Leyendo los motivos por los cuales el proyecto se rechazó, puede verse la trama de una arbitrariedad convertida en metodología establecida, por la cual una tesis termina reprobándose porque, supuestamente, no dio respuesta a preguntas que, de hecho, nunca se plantearon y porque, la mala elección de los evaluadores, ignorantes del contexto en el cual se inscribía el proyecto, nunca pudieron crear un entorno propicio para hacerse un sinnúmero de valiosas preguntas implícitas en la materialización del ejercicio de tesis y que fueron torpe o, quizás, hábilmente esquivadas por el jurado. Que una tesis sea reprobada porque no da respuesta a la precariedad de una pregunta del estilo: "y para ti, ¿qué es el ocio?", cuando jamás se planteó el ocio como un componente argumental del trabajo, es como quitarle la corona de señorita Colombia a una candidata porque no puede explicar la evolución histórica del performance de desgaste y el modo en que ha sido usado por Marina Abramovic durante casi tres décadas.

No hablo desde una perspectiva desapegada en tanto, desde el comienzo, he sido interlocutor académico de Natalia en el desarrollo de sus proyectos y, por lo tanto, he podido ver la evolución de una situación que pasó de ser simplemente arbitraria a totalmente surrealista.
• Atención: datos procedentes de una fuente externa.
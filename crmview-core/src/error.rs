/// Errors surfaced by a [`RemoteApi`](crate::api::RemoteApi) implementation.
///
/// Nothing in the adapter lets these escape into the render pipeline; they
/// are logged and replaced by the documented fallback at the call site.
#[derive(Debug)]
pub enum ApiError {
    /// The remote answered with an `is_error` envelope.
    Remote {
        entity: String,
        action: String,
        message: String,
    },
    /// The transport failed before a reply was obtained.
    Transport(Box<dyn std::error::Error + Send + Sync>),
    /// The reply could not be decoded.
    Decode(String),
}

impl ApiError {
    /// Construct a `Remote` variant for the given call.
    pub fn remote(entity: &str, action: &str, message: impl Into<String>) -> Self {
        ApiError::Remote {
            entity: entity.to_string(),
            action: action.to_string(),
            message: message.into(),
        }
    }

    /// Construct a `Transport` variant from any error type.
    ///
    /// Used by client implementations to wrap their HTTP or socket errors.
    pub fn transport(err: impl std::error::Error + Send + Sync + 'static) -> Self {
        ApiError::Transport(Box::new(err))
    }
}

impl std::fmt::Display for ApiError {
    fn fmt(&self, f: &mut std::fmt::Formatter<'_>) -> std::fmt::Result {
        match self {
            ApiError::Remote {
                entity,
                action,
                message,
            } => write!(f, "Remote error in {entity}.{action}: {message}"),
            ApiError::Transport(err) => write!(f, "Transport error: {err}"),
            ApiError::Decode(msg) => write!(f, "Decode error: {msg}"),
        }
    }
}

impl std::error::Error for ApiError {
    fn source(&self) -> Option<&(dyn std::error::Error + 'static)> {
        match self {
            ApiError::Transport(err) => Some(err.as_ref()),
            _ => None,
        }
    }
}

impl From<serde_json::Error> for ApiError {
    fn from(err: serde_json::Error) -> Self {
        ApiError::Decode(err.to_string())
    }
}
use crmview_core::pipeline::{points, stage_fn, Pipeline, Stage, StageFuture};

#[derive(Default)]
struct Trace {
    seen: Vec<&'static str>,
}

struct Suffix(&'static str);

impl Stage<String, str, Trace> for Suffix {
    fn name(&self) -> &'static str {
        self.0
    }

    fn apply<'a>(&'a self, input: String, args: &'a str, ctx: &'a mut Trace) -> StageFuture<'a, String> {
        Box::pin(async move {
            ctx.seen.push(self.0);
            format!("{input}{}{args}", self.0)
        })
    }
}

#[tokio::test]
async fn runs_stages_by_priority() {
    let pipeline = Pipeline::<String, str, Trace>::new(points::FIELD_HREF)
        .with(10, Suffix("b"))
        .with(5, Suffix("a"))
        .with(10, Suffix("c"));

    assert_eq!(pipeline.names(), vec!["a", "b", "c"]);

    let mut trace = Trace::default();
    let out = pipeline.run(String::new(), "-", &mut trace).await;
    assert_eq!(out, "a-b-c-");
    assert_eq!(trace.seen, vec!["a", "b", "c"]);
}

#[tokio::test]
async fn empty_pipeline_returns_input() {
    let pipeline = Pipeline::<u64, (), ()>::new(points::TOTAL_ITEMS);
    assert!(pipeline.is_empty());
    assert_eq!(pipeline.run(12, &(), &mut ()).await, 12);
}

#[tokio::test]
async fn closure_stages() {
    let mut pipeline = Pipeline::<u64, u64, Vec<u64>>::new(points::TOTAL_ITEMS);
    pipeline
        .add(10, stage_fn("double", |n: u64, _: &u64, _: &mut Vec<u64>| n * 2))
        .add(
            20,
            stage_fn("add", |n: u64, extra: &u64, log: &mut Vec<u64>| {
                log.push(n);
                n + extra
            }),
        );

    let mut log = Vec::new();
    assert_eq!(pipeline.run(4, &3, &mut log).await, 11);
    assert_eq!(log, vec![8]);
    assert_eq!(pipeline.len(), 2);
    assert_eq!(pipeline.point(), "total_items");
}
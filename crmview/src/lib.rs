//! crmview: list and render records of a remote CRM through the extension
//! points of a generic content-listing layer.
//!
//! This facade re-exports the sub-crates and wires their stages into one
//! [`Hooks`] value. Import everything you need with:
//!
//! ```ignore
//! use crmview::prelude::*;
//!
//! let hooks = Hooks::new().install(Arc::new(client));
//! let mut ctx = RequestContext::from_config(&ViewConfig::load("prod")?)?
//!     .with_posted_query(payload);
//! let page = hooks.load_page(&mut ctx, &store).await;
//! ```

pub mod hooks;

// Re-export everything from crmview-core at the top level for convenience.
pub use crmview_core::*;

pub use crmview_data;
pub use crmview_display;

pub use hooks::{Hooks, LocalStore, NoStore};

/// Unified prelude: import everything with `use crmview::prelude::*`.
pub mod prelude {
    pub use crmview_core::prelude::*;
    pub use crmview_data::prelude::*;
    pub use crmview_display::prelude::*;

    pub use crate::hooks::{Hooks, LocalStore, NoStore};
}
use crmview_core::{display_value, Record, RemoteApi};
use serde_json::json;

/// Entity holding data processor output definitions.
pub const OUTPUT_ENTITY: &str = "DataProcessorOutput";
/// Output type of processors exposed as an API.
pub const API_OUTPUT_TYPE: &str = "api";
/// Count action used when the output does not name one.
pub const DEFAULT_COUNT_ACTION: &str = "getcount";

/// A data processor's API output: which entity/action lists its records.
#[derive(Debug, Clone, PartialEq, Eq)]
pub struct DataProcessor {
    pub id: String,
    pub entity: String,
    pub action: String,
    pub count_action: String,
    pub output_type: String,
}

impl DataProcessor {
    /// Build from a `DataProcessorOutput` record. Needs an entity and an action.
    pub fn from_record(id: &str, record: &Record) -> Option<Self> {
        Some(Self {
            id: id.to_string(),
            entity: text(record, "api_entity")?,
            action: text(record, "api_action")?,
            count_action: text(record, "api_count_action")
                .unwrap_or_else(|| DEFAULT_COUNT_ACTION.to_string()),
            output_type: text(record, "type").unwrap_or_else(|| API_OUTPUT_TYPE.to_string()),
        })
    }
}

fn text(record: &Record, key: &str) -> Option<String> {
    record
        .get(key)
        .map(display_value)
        .filter(|value| !value.is_empty())
}

/// Look up the API output of data processor `id`.
///
/// `None` when the processor has no API output, the record is incomplete
/// or the lookup fails.
pub async fn fetch_processor<A: RemoteApi>(api: &A, id: &str) -> Option<DataProcessor> {
    let params = json!({
        "sequential": 1,
        "type": API_OUTPUT_TYPE,
        "data_processor_id": id,
    });
    let records = match api.call_values(OUTPUT_ENTITY, "get", params).await {
        Ok(records) => records,
        Err(err) => {
            tracing::warn!(data_processor_id = id, error = %err, "data processor lookup failed");
            return None;
        }
    };
    let processor = records
        .first()
        .and_then(|record| DataProcessor::from_record(id, record));
    if processor.is_none() {
        tracing::debug!(data_processor_id = id, "no usable api output for data processor");
    }
    processor
}

/// An entry of the data processor select box.
#[derive(Debug, Clone, PartialEq, Eq)]
pub struct DataProcessorOption {
    pub id: String,
    pub title: String,
}

/// Every data processor with an API output, titled for the settings form.
///
/// A failed lookup yields no options.
pub async fn data_processor_options<A: RemoteApi>(api: &A) -> Vec<DataProcessorOption> {
    let params = json!({
        "sequential": 1,
        "type": API_OUTPUT_TYPE,
        "api.DataProcessor.getsingle": {"id": "$value.data_processor_id"},
    });
    let records = match api.call_values(OUTPUT_ENTITY, "get", params).await {
        Ok(records) => records,
        Err(err) => {
            tracing::warn!(error = %err, "listing data processors failed");
            return Vec::new();
        }
    };
    records
        .iter()
        .filter_map(|record| {
            let id = text(record, "data_processor_id")?;
            let title = record
                .get("api.DataProcessor.getsingle")
                .and_then(|single| single.get("title"))
                .map(display_value)
                .unwrap_or_default();
            Some(DataProcessorOption { id, title })
        })
        .collect()
}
Por supuesto que tampoco soy imparcial en tanto mi historia dentro de la Tadeo hace parte de la diáspora inducida por la administración de Sylvia Escobar y de la cual podrían dar cuenta desde Manuel Santana hasta Fernando Escobar, Fernando Uhía, Mario Opazo, Miler Lagos y un etcétera tan largo que me da pereza recordar. Ni siquiera puedo considerarme contestatario en tanto me vi victimizado por la situación y perdí incluso la distancia crítica. Sin embargo, puedo hablar desde ese umbral en que permanece quien no está fuera ni adentro y, por ello mismo, como frontera entre institución y persona, privado de voz y de sustancia, alejado de toda posibilidad práctica de reconfigurar un contexto que me era familiar y que terminó siendo simplemente siniestro.

Y es este siniestro, precisamente, del que habla Natalia Ávila, y son su silencio y su negativa de hacer, la única voz que podría elevarse para que los fantasmas digan lo que ocurrió a una generación cegada por una creencia demasiado cómoda en las formas de una institución académica en que se empeñaron en permanecer. Así pues, más allá de un trabajo sobre narcos, o de un proyecto para hacer un sitio de exposiciones de arte sin vocación comercial, o de un performance largo, aburrido e insignificante, de lo que se trata es de una compleja historia institucional en la que se replican, en el seno de una pequeña comunidad académica, formas oscuras de administración del poder: censuras, silencios, omisiones, respuestas amañadas, víctimas sin rostro y decisiones sin soporte que nos recuerdan constantemente las figuras del Estado de Excepción y de la naturaleza Biopolítica de todo ejercicio de poder en el que, una anónima y bastante mediocre figura administrativa puede decidir sobre la vida y la muerte, en este caso académica, de un miembro, por cierto siempre destacado, de su comunidad.

Ya Derrida había planteado el momento de la tesis como un escenario de muerte para el estudiante, en tanto sale muerto como discípulo en la contestación de sus maestros, entregado a la locura de la decisión por la cual rompe el reflejo y se da a hablar. Pero tristemente aquí, esa ruptura nunca se dio frente a ningún maestro (empezando porque ya no trabajan en la Tadeo) sino tras el funcionario. Silenciada por una fuerza de ley que la constriñe y ahoga, la muerte de esta estudiante, de la que espero podamos conservar el nombre Natalia Ávila, es un caso más entre aquellos que expiran en medio de un estruendoso silencio académico y sin que nunca se aclaren los motivos de su supresión ni, mucho menos, se haga responsables a los culpables.